What is being asked |
Below are records; reproduce exactly the lines from the one that has "POST a typed" through the one that has "let mut builder = self.client.post(&url).json(body);", ends included, and nothing more.

Records shown |
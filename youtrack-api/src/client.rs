use std::time::Duration;

use reqwest::header::{ACCEPT, CACHE_CONTROL, CONTENT_TYPE, HeaderMap, HeaderValue};
use reqwest::multipart::Form;
use reqwest::{Client, Method, RequestBuilder, Response};
use serde_json::Value;
use tracing::debug;
use url::Url;

use crate::config::ApiConfig;
use crate::error::ApiError;

/// YouTrack REST API client.
///
/// The underlying HTTP client is built once, at construction, with the
/// configured timeout and default headers. Authentication is applied per
/// request so a single client can outlive credential rotation upstream.
pub struct YouTrackClient {
  pub(crate) client: Client,
  pub(crate) config: ApiConfig,
}

impl YouTrackClient {
  /// Create a new client from a configuration.
  pub fn new(config: ApiConfig) -> Result<Self, ApiError> {
    if config.base_url.is_empty() {
      return Err(ApiError::Config("base URL must not be empty".to_string()));
    }
    Url::parse(&config.base_url).map_err(|e| ApiError::Config(format!("invalid base URL: {e}")))?;

    let mut headers = HeaderMap::new();
    headers.insert(ACCEPT, HeaderValue::from_static("application/json"));
    headers.insert(CONTENT_TYPE, HeaderValue::from_static("application/json"));
    headers.insert(CACHE_CONTROL, HeaderValue::from_static("no-cache"));
    if let Some(ref id) = config.cf_access_client_id {
      headers.insert(
        "CF-Access-Client-Id",
        HeaderValue::from_str(id).map_err(|_| ApiError::Config("invalid CF Access client id".to_string()))?,
      );
    }
    if let Some(ref secret) = config.cf_access_client_secret {
      headers.insert(
        "CF-Access-Client-Secret",
        HeaderValue::from_str(secret).map_err(|_| ApiError::Config("invalid CF Access client secret".to_string()))?,
      );
    }

    let client = Client::builder()
      .timeout(Duration::from_millis(config.timeout_ms))
      .default_headers(headers)
      .build()?;

    Ok(Self { client, config })
  }

  /// Resolve a path against the instance's `/api` root.
  pub(crate) fn api_url(&self, path: &str) -> String {
    format!("{}/api{}", self.config.base_url, path)
  }

  /// Attach credentials to an outgoing request. A permanent token takes
  /// precedence over username/password when both are configured.
  fn authorize(&self, builder: RequestBuilder) -> RequestBuilder {
    if let Some(ref token) = self.config.token {
      builder.bearer_auth(token)
    } else if let (Some(username), Some(password)) = (&self.config.username, &self.config.password) {
      builder.basic_auth(username, Some(password))
    } else {
      builder
    }
  }

  /// Send a single request and decode the JSON response.
  ///
  /// Exactly one attempt is made per call; there is no retry. Non-2xx
  /// responses become [`ApiError::Remote`] with the message extracted from
  /// YouTrack's error body. An empty 2xx body decodes to `Value::Null`.
  pub(crate) async fn request(
    &self,
    method: Method,
    path: &str,
    body: Option<&Value>,
    query: &[(&str, String)],
  ) -> Result<Value, ApiError> {
    let url = self.api_url(path);
    if self.config.debug {
      debug!(%method, %url, "YouTrack request");
    }

    let mut builder = self.client.request(method, &url);
    if !query.is_empty() {
      builder = builder.query(query);
    }
    if let Some(body) = body {
      builder = builder.json(body);
    }

    let response = self.authorize(builder).send().await?;
    self.decode(response).await
  }

  /// POST a typed JSON payload. All YouTrack mutations, updates included,
  /// go over POST; only removals use DELETE.
  pub(crate) async fn post_json<B>(&self, path: &str, body: &B, query: &[(&str, String)]) -> Result<Value, ApiError>
  where
    B: serde::Serialize + ?Sized,
  {
    let url = self.api_url(path);
    if self.config.debug {
      debug!(%url, "YouTrack request");
    }

    let mut builder = self.client.post(&url).json(body);
    if !query.is_empty() {
      builder = builder.query(query);
    }

    let response = self.authorize(builder).send().await?;
    self.decode(response).await
  }

  /// Send a multipart request. Used only for attachment uploads, where the
  /// multipart boundary replaces the default JSON content type.
  pub(crate) async fn request_multipart(&self, path: &str, form: Form) -> Result<Value, ApiError> {
    let url = self.api_url(path);
    if self.config.debug {
      debug!(%url, "YouTrack multipart upload");
    }

    let builder = self.client.post(&url).multipart(form);
    let response = self.authorize(builder).send().await?;
    self.decode(response).await
  }

  async fn decode(&self, response: Response) -> Result<Value, ApiError> {
    let status = response.status();
    let body = response.text().await?;

    if !status.is_success() {
      return Err(ApiError::from_response(status, &body));
    }
    if body.is_empty() {
      return Ok(Value::Null);
    }
    serde_json::from_str(&body).map_err(|e| ApiError::Decode(e.to_string()))
  }

  /// Probe the instance by fetching the current user. Any failure, from a
  /// refused connection to a 401, collapses to `false`.
  pub async fn ping(&self) -> bool {
    self.request(Method::GET, "/users/me", None, &[]).await.is_ok()
  }

  /// Fetch the server configuration (version, build, and friends).
  pub async fn server_info(&self) -> Result<Value, ApiError> {
    self.request(Method::GET, "/config", None, &[]).await
  }
}

#[cfg(test)]
mod tests {
  use anyhow::Result;
  use serde_json::json;
  use wiremock::matchers::{body_json, header, method, path, query_param};
  use wiremock::{Mock, MockServer, ResponseTemplate};

  use super::*;

  fn test_config(base_url: &str) -> ApiConfig {
    let mut config = ApiConfig::new(base_url);
    config.token = Some("perm-token".to_string());
    config
  }

  #[tokio::test]
  async fn test_bearer_token_and_default_headers() -> Result<()> {
    let mock_server = MockServer::start().await;

    Mock::given(method("GET"))
      .and(path("/api/users/me"))
      .and(header("Authorization", "Bearer perm-token"))
      .and(header("Accept", "application/json"))
      .and(header("Cache-Control", "no-cache"))
      .respond_with(ResponseTemplate::new(200).set_body_json(json!({"id": "1-1", "login": "jane"})))
      .mount(&mock_server)
      .await;

    let client = YouTrackClient::new(test_config(&mock_server.uri()))?;
    let user = client.request(Method::GET, "/users/me", None, &[]).await?;

    assert_eq!(user["login"], "jane");
    Ok(())
  }

  #[tokio::test]
  async fn test_basic_auth_when_no_token() -> Result<()> {
    let mock_server = MockServer::start().await;

    // jane:secret in base64
    Mock::given(method("GET"))
      .and(path("/api/users/me"))
      .and(header("Authorization", "Basic amFuZTpzZWNyZXQ="))
      .respond_with(ResponseTemplate::new(200).set_body_json(json!({"id": "1-1"})))
      .mount(&mock_server)
      .await;

    let mut config = ApiConfig::new(&mock_server.uri());
    config.username = Some("jane".to_string());
    config.password = Some("secret".to_string());
    let client = YouTrackClient::new(config)?;

    assert!(client.ping().await);
    Ok(())
  }

  #[tokio::test]
  async fn test_token_wins_over_basic_credentials() -> Result<()> {
    let mock_server = MockServer::start().await;

    Mock::given(method("GET"))
      .and(path("/api/users/me"))
      .and(header("Authorization", "Bearer perm-token"))
      .respond_with(ResponseTemplate::new(200).set_body_json(json!({"id": "1-1"})))
      .mount(&mock_server)
      .await;

    let mut config = test_config(&mock_server.uri());
    config.username = Some("jane".to_string());
    config.password = Some("secret".to_string());
    let client = YouTrackClient::new(config)?;

    assert!(client.ping().await);
    Ok(())
  }

  #[tokio::test]
  async fn test_cf_access_headers_are_sent() -> Result<()> {
    let mock_server = MockServer::start().await;

    Mock::given(method("GET"))
      .and(path("/api/config"))
      .and(header("CF-Access-Client-Id", "cf-id"))
      .and(header("CF-Access-Client-Secret", "cf-secret"))
      .respond_with(ResponseTemplate::new(200).set_body_json(json!({"version": "2024.1"})))
      .mount(&mock_server)
      .await;

    let mut config = test_config(&mock_server.uri());
    config.cf_access_client_id = Some("cf-id".to_string());
    config.cf_access_client_secret = Some("cf-secret".to_string());
    let client = YouTrackClient::new(config)?;

    let info = client.server_info().await?;
    assert_eq!(info["version"], "2024.1");
    Ok(())
  }

  #[tokio::test]
  async fn test_query_and_body_are_forwarded() -> Result<()> {
    let mock_server = MockServer::start().await;

    Mock::given(method("POST"))
      .and(path("/api/issues"))
      .and(query_param("fields", "id,idReadable"))
      .and(body_json(json!({"summary": "Test"})))
      .respond_with(ResponseTemplate::new(200).set_body_json(json!({"id": "2-1", "idReadable": "DEMO-1"})))
      .mount(&mock_server)
      .await;

    let client = YouTrackClient::new(test_config(&mock_server.uri()))?;
    let issue = client
      .request(
        Method::POST,
        "/issues",
        Some(&json!({"summary": "Test"})),
        &[("fields", "id,idReadable".to_string())],
      )
      .await?;

    assert_eq!(issue["idReadable"], "DEMO-1");
    Ok(())
  }

  #[tokio::test]
  async fn test_remote_error_message_extraction() -> Result<()> {
    let mock_server = MockServer::start().await;

    Mock::given(method("GET"))
      .and(path("/api/issues/DEMO-404"))
      .respond_with(
        ResponseTemplate::new(404).set_body_json(json!({"error": "Not Found", "error_description": "Issue not found"})),
      )
      .mount(&mock_server)
      .await;

    let client = YouTrackClient::new(test_config(&mock_server.uri()))?;
    let err = client
      .request(Method::GET, "/issues/DEMO-404", None, &[])
      .await
      .unwrap_err();

    assert_eq!(err.to_string(), "Issue not found");
    Ok(())
  }

  #[tokio::test]
  async fn test_empty_success_body_decodes_to_null() -> Result<()> {
    let mock_server = MockServer::start().await;

    Mock::given(method("DELETE"))
      .and(path("/api/issues/DEMO-1"))
      .respond_with(ResponseTemplate::new(200))
      .mount(&mock_server)
      .await;

    let client = YouTrackClient::new(test_config(&mock_server.uri()))?;
    let value = client.request(Method::DELETE, "/issues/DEMO-1", None, &[]).await?;

    assert!(value.is_null());
    Ok(())
  }

  #[tokio::test]
  async fn test_ping_collapses_errors_to_false() -> Result<()> {
    let mock_server = MockServer::start().await;

    Mock::given(method("GET"))
      .and(path("/api/users/me"))
      .respond_with(ResponseTemplate::new(401).set_body_json(json!({"error": "Unauthorized"})))
      .mount(&mock_server)
      .await;

    let client = YouTrackClient::new(test_config(&mock_server.uri()))?;
    assert!(!client.ping().await);
    Ok(())
  }

  #[test]
  fn test_empty_base_url_is_rejected() {
    let err = YouTrackClient::new(ApiConfig::new("")).err().unwrap();
    assert!(matches!(err, ApiError::Config(_)));
  }

  #[test]
  fn test_malformed_base_url_is_rejected() {
    let err = YouTrackClient::new(ApiConfig::new("not a url")).err().unwrap();
    assert!(matches!(err, ApiError::Config(_)));
  }
}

Reply |
  /// POST a typed JSON payload. All YouTrack mutations, updates included,
  /// go over POST; only removals use DELETE.
  pub(crate) async fn post_json<B>(&self, path: &str, body: &B, query: &[(&str, String)]) -> Result<Value, ApiError>
  where
    B: serde::Serialize + ?Sized,
  {
    let url = self.api_url(path);
    if self.config.debug {
      debug!(%url, "YouTrack request");
    }

    let mut builder = self.client.post(&url).json(body);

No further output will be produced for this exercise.